■ Brief
Only the lines from the one containing "pub fn parse_date(s: &str)" through the one containing "let offset = if" should be printed, exactly as they appear below, with both ends included.

-------- Data excerpts --------

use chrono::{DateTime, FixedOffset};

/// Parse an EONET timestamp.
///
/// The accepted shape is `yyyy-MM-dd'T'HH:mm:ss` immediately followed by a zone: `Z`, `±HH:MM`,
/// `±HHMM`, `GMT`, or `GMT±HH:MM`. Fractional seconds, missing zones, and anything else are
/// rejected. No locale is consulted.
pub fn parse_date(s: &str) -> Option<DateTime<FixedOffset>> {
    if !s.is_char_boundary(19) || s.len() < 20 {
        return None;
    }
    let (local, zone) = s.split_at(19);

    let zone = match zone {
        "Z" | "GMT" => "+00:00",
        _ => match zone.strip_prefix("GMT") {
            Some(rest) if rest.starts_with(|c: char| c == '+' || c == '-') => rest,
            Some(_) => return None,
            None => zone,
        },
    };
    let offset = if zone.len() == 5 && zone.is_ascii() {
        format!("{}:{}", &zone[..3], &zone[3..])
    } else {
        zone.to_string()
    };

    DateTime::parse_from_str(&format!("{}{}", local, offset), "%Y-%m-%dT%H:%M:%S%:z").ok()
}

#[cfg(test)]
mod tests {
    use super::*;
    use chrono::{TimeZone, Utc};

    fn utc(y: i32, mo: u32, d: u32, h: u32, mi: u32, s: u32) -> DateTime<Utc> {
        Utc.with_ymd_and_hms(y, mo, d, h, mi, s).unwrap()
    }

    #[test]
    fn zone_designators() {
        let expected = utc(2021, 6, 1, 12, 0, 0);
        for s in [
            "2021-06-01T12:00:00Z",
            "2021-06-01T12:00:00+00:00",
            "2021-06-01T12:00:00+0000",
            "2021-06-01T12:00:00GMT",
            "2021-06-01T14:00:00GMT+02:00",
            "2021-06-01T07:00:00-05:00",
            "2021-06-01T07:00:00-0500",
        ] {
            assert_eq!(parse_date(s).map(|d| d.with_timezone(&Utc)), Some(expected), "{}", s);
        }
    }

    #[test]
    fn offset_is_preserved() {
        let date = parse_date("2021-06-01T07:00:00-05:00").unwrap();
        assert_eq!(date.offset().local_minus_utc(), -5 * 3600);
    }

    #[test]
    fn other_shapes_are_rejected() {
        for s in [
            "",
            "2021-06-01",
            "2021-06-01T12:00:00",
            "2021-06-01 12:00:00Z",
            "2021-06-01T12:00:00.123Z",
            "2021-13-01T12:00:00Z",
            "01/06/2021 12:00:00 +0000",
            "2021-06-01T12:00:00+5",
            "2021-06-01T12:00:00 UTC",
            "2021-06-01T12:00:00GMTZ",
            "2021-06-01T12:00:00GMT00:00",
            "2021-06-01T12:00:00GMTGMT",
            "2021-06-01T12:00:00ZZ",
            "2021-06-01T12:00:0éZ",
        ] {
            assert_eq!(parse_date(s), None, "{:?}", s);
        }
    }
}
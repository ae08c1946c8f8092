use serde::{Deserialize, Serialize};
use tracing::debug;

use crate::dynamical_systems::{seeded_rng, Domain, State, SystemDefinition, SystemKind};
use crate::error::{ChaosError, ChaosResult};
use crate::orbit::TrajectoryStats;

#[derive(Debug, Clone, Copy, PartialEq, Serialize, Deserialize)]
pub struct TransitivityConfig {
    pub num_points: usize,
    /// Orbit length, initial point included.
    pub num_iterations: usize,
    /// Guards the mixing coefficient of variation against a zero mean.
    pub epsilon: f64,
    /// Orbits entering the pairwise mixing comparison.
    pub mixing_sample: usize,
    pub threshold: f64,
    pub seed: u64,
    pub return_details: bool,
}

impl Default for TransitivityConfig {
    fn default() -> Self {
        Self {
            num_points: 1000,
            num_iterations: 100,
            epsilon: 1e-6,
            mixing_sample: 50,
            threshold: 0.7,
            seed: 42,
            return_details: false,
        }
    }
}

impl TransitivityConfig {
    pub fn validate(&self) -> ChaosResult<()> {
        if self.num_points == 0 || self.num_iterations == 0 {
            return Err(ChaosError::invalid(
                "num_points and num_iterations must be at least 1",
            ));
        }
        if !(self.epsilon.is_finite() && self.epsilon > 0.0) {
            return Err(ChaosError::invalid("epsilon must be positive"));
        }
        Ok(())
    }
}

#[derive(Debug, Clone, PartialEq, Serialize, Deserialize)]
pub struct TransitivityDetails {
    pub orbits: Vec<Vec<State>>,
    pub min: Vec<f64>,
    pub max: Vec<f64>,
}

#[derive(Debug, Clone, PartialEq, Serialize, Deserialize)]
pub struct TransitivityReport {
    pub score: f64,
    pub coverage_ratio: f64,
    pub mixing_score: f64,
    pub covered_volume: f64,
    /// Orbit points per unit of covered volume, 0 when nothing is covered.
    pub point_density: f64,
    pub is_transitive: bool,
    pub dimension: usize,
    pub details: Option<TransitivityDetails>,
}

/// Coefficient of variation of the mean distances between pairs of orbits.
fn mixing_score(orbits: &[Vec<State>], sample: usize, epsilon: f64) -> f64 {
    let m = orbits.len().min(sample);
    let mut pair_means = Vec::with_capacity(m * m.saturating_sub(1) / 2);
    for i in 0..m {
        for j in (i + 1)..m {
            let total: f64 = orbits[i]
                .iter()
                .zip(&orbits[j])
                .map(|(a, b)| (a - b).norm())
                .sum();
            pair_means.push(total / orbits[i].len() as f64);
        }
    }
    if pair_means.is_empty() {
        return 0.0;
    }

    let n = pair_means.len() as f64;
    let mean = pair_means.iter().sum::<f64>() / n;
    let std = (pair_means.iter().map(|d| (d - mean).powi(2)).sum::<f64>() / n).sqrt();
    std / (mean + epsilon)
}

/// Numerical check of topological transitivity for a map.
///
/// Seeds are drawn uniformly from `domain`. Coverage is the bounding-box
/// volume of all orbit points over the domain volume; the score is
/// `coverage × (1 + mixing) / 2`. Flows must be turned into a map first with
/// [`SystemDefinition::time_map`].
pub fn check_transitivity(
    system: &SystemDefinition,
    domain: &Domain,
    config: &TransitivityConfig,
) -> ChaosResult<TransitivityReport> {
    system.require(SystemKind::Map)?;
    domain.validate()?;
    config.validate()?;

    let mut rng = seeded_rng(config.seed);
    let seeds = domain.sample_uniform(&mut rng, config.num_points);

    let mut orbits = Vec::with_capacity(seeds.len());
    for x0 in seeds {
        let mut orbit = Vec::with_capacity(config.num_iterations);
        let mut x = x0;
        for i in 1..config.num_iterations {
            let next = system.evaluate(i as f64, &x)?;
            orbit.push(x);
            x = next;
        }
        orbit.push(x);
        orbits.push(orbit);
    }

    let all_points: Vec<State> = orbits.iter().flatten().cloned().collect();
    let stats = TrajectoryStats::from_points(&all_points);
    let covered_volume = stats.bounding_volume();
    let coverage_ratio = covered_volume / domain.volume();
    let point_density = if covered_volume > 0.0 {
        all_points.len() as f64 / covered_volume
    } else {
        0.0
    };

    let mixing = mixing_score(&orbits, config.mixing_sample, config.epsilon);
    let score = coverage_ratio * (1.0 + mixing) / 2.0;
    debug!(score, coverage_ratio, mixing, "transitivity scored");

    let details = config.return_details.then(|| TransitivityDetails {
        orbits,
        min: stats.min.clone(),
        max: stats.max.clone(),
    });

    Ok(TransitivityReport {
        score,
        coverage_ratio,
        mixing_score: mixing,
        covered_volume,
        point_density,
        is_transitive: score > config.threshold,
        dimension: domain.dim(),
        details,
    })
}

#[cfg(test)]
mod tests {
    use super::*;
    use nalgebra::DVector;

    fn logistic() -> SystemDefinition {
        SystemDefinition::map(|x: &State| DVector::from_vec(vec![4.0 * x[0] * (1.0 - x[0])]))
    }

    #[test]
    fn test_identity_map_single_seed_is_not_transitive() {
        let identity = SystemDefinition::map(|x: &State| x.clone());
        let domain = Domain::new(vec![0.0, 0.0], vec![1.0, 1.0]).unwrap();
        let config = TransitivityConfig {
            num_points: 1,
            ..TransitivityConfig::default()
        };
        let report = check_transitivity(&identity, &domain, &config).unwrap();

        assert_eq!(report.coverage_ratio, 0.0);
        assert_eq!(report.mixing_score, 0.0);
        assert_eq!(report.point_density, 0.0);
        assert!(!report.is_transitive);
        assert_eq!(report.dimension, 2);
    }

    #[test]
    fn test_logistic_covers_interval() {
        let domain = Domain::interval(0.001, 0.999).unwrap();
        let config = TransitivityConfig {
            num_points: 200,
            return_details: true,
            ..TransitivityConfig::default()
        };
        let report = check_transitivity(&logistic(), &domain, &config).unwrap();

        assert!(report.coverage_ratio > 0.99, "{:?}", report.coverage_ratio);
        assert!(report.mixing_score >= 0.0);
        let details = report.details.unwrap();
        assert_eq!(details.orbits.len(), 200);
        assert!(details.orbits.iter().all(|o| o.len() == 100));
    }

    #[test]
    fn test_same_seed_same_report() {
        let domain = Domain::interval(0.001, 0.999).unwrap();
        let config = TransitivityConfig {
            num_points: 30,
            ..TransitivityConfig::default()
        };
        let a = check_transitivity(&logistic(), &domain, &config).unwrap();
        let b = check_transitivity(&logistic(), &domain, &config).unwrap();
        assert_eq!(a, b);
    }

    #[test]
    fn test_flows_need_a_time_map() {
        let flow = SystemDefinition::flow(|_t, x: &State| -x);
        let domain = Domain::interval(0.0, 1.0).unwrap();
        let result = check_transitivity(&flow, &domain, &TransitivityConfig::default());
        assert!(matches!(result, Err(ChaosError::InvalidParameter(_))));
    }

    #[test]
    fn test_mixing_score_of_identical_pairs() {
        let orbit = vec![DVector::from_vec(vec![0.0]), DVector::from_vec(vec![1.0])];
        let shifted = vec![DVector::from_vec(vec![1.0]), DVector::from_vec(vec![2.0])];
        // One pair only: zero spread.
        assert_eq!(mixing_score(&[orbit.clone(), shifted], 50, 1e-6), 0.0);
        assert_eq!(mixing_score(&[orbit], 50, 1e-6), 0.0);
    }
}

--------

■ Final answer
pub fn parse_date(s: &str) -> Option<DateTime<FixedOffset>> {
    if !s.is_char_boundary(19) || s.len() < 20 {
        return None;
    }
    let (local, zone) = s.split_at(19);

    let zone = match zone {
        "Z" | "GMT" => "+00:00",
        _ => match zone.strip_prefix("GMT") {
            Some(rest) if rest.starts_with(|c: char| c == '+' || c == '-') => rest,
            Some(_) => return None,
            None => zone,
        },
    };
    let offset = if zone.len() == 5 && zone.is_ascii() {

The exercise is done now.